Viaggio tra le armi da fuoco e gli homeless, l'altra faccia dell'America
My America, produzione Clipper Media con Rai Cinema, è uno schiaffo in faccia a chi ancora rimane avvinghiato al sogno americano mostrandone il lato oscuro, ma non è un film privo di speranza, anzi, le interviste ai volontari e alle persone che si impegnano quotidianamente per alleviare le pene di chi soffre rivelano la sensibilità della regista, sempre attenta al mondo che la circonda. Focus del primo capitolo del documentario, che dà il titolo all'intero film, sono le stragi nelle scuole, in particolare quella avvenuta in Florida, presso la Marjory Stoneman Douglas High School di Parkland, nel 2018 che ha originato il movimento March For Our Life. Il segmento si apre con il video girato dal killer 19enne mentre si prepara all'assalto per poi mostrare le immagini degli studenti terrorizzati: "March For Our Life è nato proprio da lì. In sole tre settimane gli studenti hanno organizzato una marcia in tutte le più importanti città americane. Io ho partecipato a quella di Washington DC. Milioni di ragazzi, ma anche genitori e adulti hanno marciato insieme per chiedere maggior controllo sul commercio delle armi da fuoco.
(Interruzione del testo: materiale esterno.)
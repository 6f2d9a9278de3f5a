use std::fmt;

use crate::lexer::token::{Symbol, TokenKind};

/// Something the parser would have accepted at a given point.
#[derive(Clone, Copy, Debug, Eq, Hash, PartialEq)]
pub enum Expected {
    Let,
    Ident,
    Symbol(Symbol),
    Expression,
    Operator,
}

impl Expected {
    pub fn matches(&self, kind: &TokenKind) -> bool {
        match (self, kind) {
            (Expected::Let, TokenKind::IdentOrKeyword(ident)) => ident == "let",
            (Expected::Ident, TokenKind::IdentOrKeyword(ident)) => ident != "let",
            (Expected::Symbol(expected), TokenKind::Symbol(symbol)) => expected == symbol,

            (Expected::Expression, TokenKind::Integer(_)) => true,
            (Expected::Expression, TokenKind::Symbol(Symbol::OpenParen | Symbol::Minus)) => true,
            (Expected::Expression, kind) => Expected::Ident.matches(kind),

            (
                Expected::Operator,
                TokenKind::Symbol(Symbol::Plus | Symbol::Minus | Symbol::Star),
            ) => true,

            _ => false,
        }
    }
}

impl fmt::Display for Expected {
    fn fmt(&self, f: &mut fmt::Formatter<'_>) -> fmt::Result {
        match self {
            Expected::Let => write!(f, "`let`"),
            Expected::Ident => write!(f, "an identifier"),
            Expected::Symbol(symbol) => write!(f, "`{}`", symbol),
            Expected::Expression => write!(f, "an expression"),
            Expected::Operator => write!(f, "an operator"),
        }
    }
}
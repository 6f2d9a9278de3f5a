mod builder;

use tern_evaluator::{Diagnostic, FileId, Level};

pub use self::builder::DiagnosticBuilder;
use crate::source::{SourceFileRef, SourceFiles};

/// Renders diagnostics against the source files they point into.
pub struct DiagnosticsContext<'files> {
    files: &'files SourceFiles,
}

impl<'files> DiagnosticsContext<'files> {
    pub fn new(files: &'files SourceFiles) -> Self {
        Self { files }
    }

    fn file(&self, id: FileId) -> Option<&'files SourceFileRef> {
        self.files.get(id)
    }

    /// A printable name for `id`, even if it is not one of ours.
    fn origin(&self, id: FileId) -> String {
        match self.file(id) {
            Some(file) => file.name().to_owned(),
            None => id.to_string(),
        }
    }

    /// Groups each error or warning with the notes that follow it.
    pub fn build_all(&self, diagnostics: &[Diagnostic]) -> Vec<DiagnosticBuilder<'_, 'files>> {
        let mut res: Vec<DiagnosticBuilder<'_, 'files>> = Vec::new();

        for diag in diagnostics {
            if diag.level == Level::Note {
                if let Some(builder) = res.pop() {
                    res.push(match diag.loc {
                        Some(loc) => builder.note_label(loc, &diag.message),
                        None => builder.note(&diag.message),
                    });
                    continue;
                }
            }

            let builder = DiagnosticBuilder::new(diag.message.clone(), diag.level, self);

            res.push(match diag.loc {
                Some(loc) => builder.with_loc(loc),
                None => builder,
            });
        }

        res
    }

    pub fn emit_all(&self, diagnostics: &[Diagnostic]) {
        for builder in self.build_all(diagnostics) {
            builder.emit();
        }
    }
}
Questo movimento, che è cresciuto nel tempo, ha contribuito alla vittoria di Joe Biden e combatte per modificare la mentalità americana secondo cui l'individuo ha diritto di difendersi da tutto, anche dallo Stato, con il possesso e l'uso delle armi. Ma il merito più grande di March For Our Life è stato quello di creare un ponte di comunicazione tra i ricchi ragazzi bianchi e i ragazzi neri o latini che vivono nelle borgate più violente di città come Chicago".
Barbara Cupisti ringrazia il figlio che vive a Los Angeles e le ha permesso di conoscere la realtà di Skid Row, area nei pressi di Downtown che dà il nome al secondo episodio di My America: "Una notte mio figlio mi ha portato in questa zona e sono rimasta sconvolta. Avevamo fatto un viaggio nei campi profughi in Kenya, poi ho scoperto che al centro di Los Angeles c'è un campo profughi di homeless a pochi isolati da Hollywood Boulevard. Tantissimi americani non ne hanno idea, neppure colleghi documentaristi. Negli USA i senza tetto sono ovunque, a New York ce ne sono molti, ma LA ospita la comunità è più estesa. Molti sono veterani che hanno avuto problemi mentali, ovviamente convergono lì per via del clima temperato e sono una vera e propria comunità".
Nel deserto della morte in cerca di redenzione
L'ultimo capitolo di My America, Wesdnesday Samaritans, è ambientato in Arizona. Come spiega la Cupisti, "ho conosciuto i Samaritans grazie al collega giornalista Guido Olimpio. Si tratta di un gruppo di pensionati che ogni mercoledì passano dall'altra parte piantando croci e portando l'acqua nelle piste da dove passano i migranti illegali. Quel deserto mi ricordava il mio Mar Mediterraneo. Questi anziani viaggiano sulle jeep per ore affrontando strade impervie e vanno a nascondere taniche di acqua dove sanno che i migranti illegali passeranno. Si coordinano con un coroner che si occupa di esaminare i resti per risalire all'identità delle vittime per localizzare i punti di passaggio. In particolare, ho seguito l'opera di Alvaro, immigrato colombiano che ha realizzato il suo sogno americano riuscendo ad arrivare negli USA e ora sente di dover restituire dignità a chi non ce l'ha fatta piantato delle croci nei luoghi dei ritrovamenti".
Barbara Cupisti cita, inoltre, un quarto capitolo, Dark Paradise, dedicato all'abuso di oppioidi, che è stato scorporato dal film per motivi di fruibilità, ma che presto verrà reintegrato. "Il consumo di oppioidi è una piaga americana con un numero incredibili di morti per overdose, spesso questa dipendenza conduce all'eroina. Oltre a essere così estesa, questa realtà è peggiorata tantissimo durante la pandemia" conclude la regista.